_Source records_.
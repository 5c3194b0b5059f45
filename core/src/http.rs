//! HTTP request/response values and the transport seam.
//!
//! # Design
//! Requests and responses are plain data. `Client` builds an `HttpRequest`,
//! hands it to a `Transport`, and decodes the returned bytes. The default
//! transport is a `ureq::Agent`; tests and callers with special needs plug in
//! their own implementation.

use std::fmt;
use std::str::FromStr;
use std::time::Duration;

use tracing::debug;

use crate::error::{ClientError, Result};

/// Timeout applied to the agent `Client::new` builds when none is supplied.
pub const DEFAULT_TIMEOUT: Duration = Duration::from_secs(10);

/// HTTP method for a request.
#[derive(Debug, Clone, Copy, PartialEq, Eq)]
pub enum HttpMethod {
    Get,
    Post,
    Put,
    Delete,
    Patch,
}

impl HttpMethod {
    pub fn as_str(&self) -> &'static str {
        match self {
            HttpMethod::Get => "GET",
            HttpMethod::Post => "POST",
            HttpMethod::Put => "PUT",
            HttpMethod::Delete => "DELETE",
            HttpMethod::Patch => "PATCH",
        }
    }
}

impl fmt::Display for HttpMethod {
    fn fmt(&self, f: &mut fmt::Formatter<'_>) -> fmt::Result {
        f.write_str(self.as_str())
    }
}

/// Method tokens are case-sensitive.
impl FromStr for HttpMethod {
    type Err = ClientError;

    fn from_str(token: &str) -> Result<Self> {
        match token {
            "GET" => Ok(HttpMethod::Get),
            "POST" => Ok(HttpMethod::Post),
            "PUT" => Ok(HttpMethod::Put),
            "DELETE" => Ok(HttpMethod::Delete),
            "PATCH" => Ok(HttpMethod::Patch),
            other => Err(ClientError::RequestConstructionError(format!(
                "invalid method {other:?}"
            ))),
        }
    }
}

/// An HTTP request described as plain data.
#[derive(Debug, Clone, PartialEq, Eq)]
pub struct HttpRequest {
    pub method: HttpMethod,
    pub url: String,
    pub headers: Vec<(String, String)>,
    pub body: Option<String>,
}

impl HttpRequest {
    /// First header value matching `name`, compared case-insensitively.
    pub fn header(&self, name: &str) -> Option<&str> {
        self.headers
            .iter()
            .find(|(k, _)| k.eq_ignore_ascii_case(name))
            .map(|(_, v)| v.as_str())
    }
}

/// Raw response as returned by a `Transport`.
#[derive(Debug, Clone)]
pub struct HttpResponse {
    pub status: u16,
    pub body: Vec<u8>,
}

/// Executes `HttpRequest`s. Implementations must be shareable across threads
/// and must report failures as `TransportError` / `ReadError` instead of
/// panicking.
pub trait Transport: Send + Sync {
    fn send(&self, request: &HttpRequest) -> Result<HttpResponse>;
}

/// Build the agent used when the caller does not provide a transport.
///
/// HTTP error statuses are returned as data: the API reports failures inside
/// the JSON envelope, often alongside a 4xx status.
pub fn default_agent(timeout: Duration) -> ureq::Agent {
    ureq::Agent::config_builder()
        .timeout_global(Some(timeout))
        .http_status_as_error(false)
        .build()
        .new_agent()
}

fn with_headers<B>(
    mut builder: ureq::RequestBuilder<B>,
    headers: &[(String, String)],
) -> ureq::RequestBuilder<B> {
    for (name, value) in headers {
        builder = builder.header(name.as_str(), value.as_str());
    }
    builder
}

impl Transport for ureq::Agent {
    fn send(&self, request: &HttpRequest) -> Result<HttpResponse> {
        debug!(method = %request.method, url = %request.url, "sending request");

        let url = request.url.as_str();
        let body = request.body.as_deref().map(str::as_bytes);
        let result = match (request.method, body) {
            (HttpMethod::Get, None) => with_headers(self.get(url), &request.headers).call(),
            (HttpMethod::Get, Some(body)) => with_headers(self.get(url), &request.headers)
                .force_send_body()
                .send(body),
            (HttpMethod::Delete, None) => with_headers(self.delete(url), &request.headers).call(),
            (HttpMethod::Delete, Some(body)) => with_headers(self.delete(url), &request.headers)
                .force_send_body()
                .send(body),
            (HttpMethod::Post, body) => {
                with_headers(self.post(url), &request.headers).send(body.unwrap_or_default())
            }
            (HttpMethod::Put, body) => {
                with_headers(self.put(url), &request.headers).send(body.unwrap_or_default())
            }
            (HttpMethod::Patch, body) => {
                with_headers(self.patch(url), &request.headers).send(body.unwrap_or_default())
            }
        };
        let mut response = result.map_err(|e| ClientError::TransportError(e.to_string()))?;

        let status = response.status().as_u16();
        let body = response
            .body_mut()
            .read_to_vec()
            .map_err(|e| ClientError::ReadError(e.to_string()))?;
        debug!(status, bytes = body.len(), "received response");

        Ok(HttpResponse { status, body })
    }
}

_WHAT YOU WILL DO_.
What you return must match the records above exactly.

_TASK RESPONSE_.
repository 5c3194b0b5059f45
filename core/src/http.rs
//! HTTP request/response values and the transport seam.
//!
//! # Design
//! Requests and responses are plain data. `Client` builds an `HttpRequest`,
//! hands it to a `Transport`, and decodes the returned bytes. The default
//! transport is a `ureq::Agent`; tests and callers with special needs plug in
//! their own implementation.

use std::fmt;
use std::str::FromStr;
use std::time::Duration;

use tracing::debug;

use crate::error::{ClientError, Result};

/// Timeout applied to the agent `Client::new` builds when none is supplied.
pub const DEFAULT_TIMEOUT: Duration = Duration::from_secs(10);

/// HTTP method for a request.
#[derive(Debug, Clone, Copy, PartialEq, Eq)]
pub enum HttpMethod {
    Get,
    Post,
    Put,
    Delete,
    Patch,
}

impl HttpMethod {
    pub fn as_str(&self) -> &'static str {
        match self {
            HttpMethod::Get => "GET",
            HttpMethod::Post => "POST",
            HttpMethod::Put => "PUT",
            HttpMethod::Delete => "DELETE",
            HttpMethod::Patch => "PATCH",
        }
    }
}

impl fmt::Display for HttpMethod {
    fn fmt(&self, f: &mut fmt::Formatter<'_>) -> fmt::Result {
        f.write_str(self.as_str())
    }
}

/// Method tokens are case-sensitive.
impl FromStr for HttpMethod {
    type Err = ClientError;

    fn from_str(token: &str) -> Result<Self> {
        match token {
            "GET" => Ok(HttpMethod::Get),
            "POST" => Ok(HttpMethod::Post),
            "PUT" => Ok(HttpMethod::Put),
            "DELETE" => Ok(HttpMethod::Delete),
            "PATCH" => Ok(HttpMethod::Patch),
            other => Err(ClientError::RequestConstructionError(format!(
                "invalid method {other:?}"
            ))),
        }
    }
}

/// An HTTP request described as plain data.
#[derive(Debug, Clone, PartialEq, Eq)]
pub struct HttpRequest {
    pub method: HttpMethod,
    pub url: String,
    pub headers: Vec<(String, String)>,
    pub body: Option<String>,
}

impl HttpRequest {
    /// First header value matching `name`, compared case-insensitively.
    pub fn header(&self, name: &str) -> Option<&str> {
        self.headers
            .iter()
            .find(|(k, _)| k.eq_ignore_ascii_case(name))
            .map(|(_, v)| v.as_str())
    }
}

/// Raw response as returned by a `Transport`.
#[derive(Debug, Clone)]
pub struct HttpResponse {
    pub status: u16,
    pub body: Vec<u8>,
}

/// Executes `HttpRequest`s. Implementations must be shareable across threads
/// and must report failures as `TransportError` / `ReadError` instead of
/// panicking.
pub trait Transport: Send + Sync {
    fn send(&self, request: &HttpRequest) -> Result<HttpResponse>;
}

/// Build the agent used when the caller does not provide a transport.
///
/// HTTP error statuses are returned as data: the API reports failures inside
/// the JSON envelope, often alongside a 4xx status.
pub fn default_agent(timeout: Duration) -> ureq::Agent {
    ureq::Agent::config_builder()
        .timeout_global(Some(timeout))
        .http_status_as_error(false)
        .build()
        .new_agent()
}

fn with_headers<B>(
    mut builder: ureq::RequestBuilder<B>,
    headers: &[(String, String)],
) -> ureq::RequestBuilder<B> {
    for (name, value) in headers {
        builder = builder.header(name.as_str(), value.as_str());
    }
    builder
}

impl Transport for ureq::Agent {
    fn send(&self, request: &HttpRequest) -> Result<HttpResponse> {
        debug!(method = %request.method, url = %request.url, "sending request");

        let url = request.url.as_str();
        let body = request.body.as_deref().map(str::as_bytes);
        let result = match (request.method, body) {
            (HttpMethod::Get, None) => with_headers(self.get(url), &request.headers).call(),
            (HttpMethod::Get, Some(body)) => with_headers(self.get(url), &request.headers)
                .force_send_body()
                .send(body),
            (HttpMethod::Delete, None) => with_headers(self.delete(url), &request.headers).call(),
            (HttpMethod::Delete, Some(body)) => with_headers(self.delete(url), &request.headers)
                .force_send_body()
                .send(body),
            (HttpMethod::Post, body) => {
                with_headers(self.post(url), &request.headers).send(body.unwrap_or_default())
            }
            (HttpMethod::Put, body) => {
                with_headers(self.put(url), &request.headers).send(body.unwrap_or_default())
            }
            (HttpMethod::Patch, body) => {
                with_headers(self.patch(url), &request.headers).send(body.unwrap_or_default())
            }
        };
        let mut response = result.map_err(|e| ClientError::TransportError(e.to_string()))?;

        let status = response.status().as_u16();
        let body = response
            .body_mut()
            .read_to_vec()
            .map_err(|e| ClientError::ReadError(e.to_string()))?;
        debug!(status, bytes = body.len(), "received response");

        Ok(HttpResponse { status, body })
    }
}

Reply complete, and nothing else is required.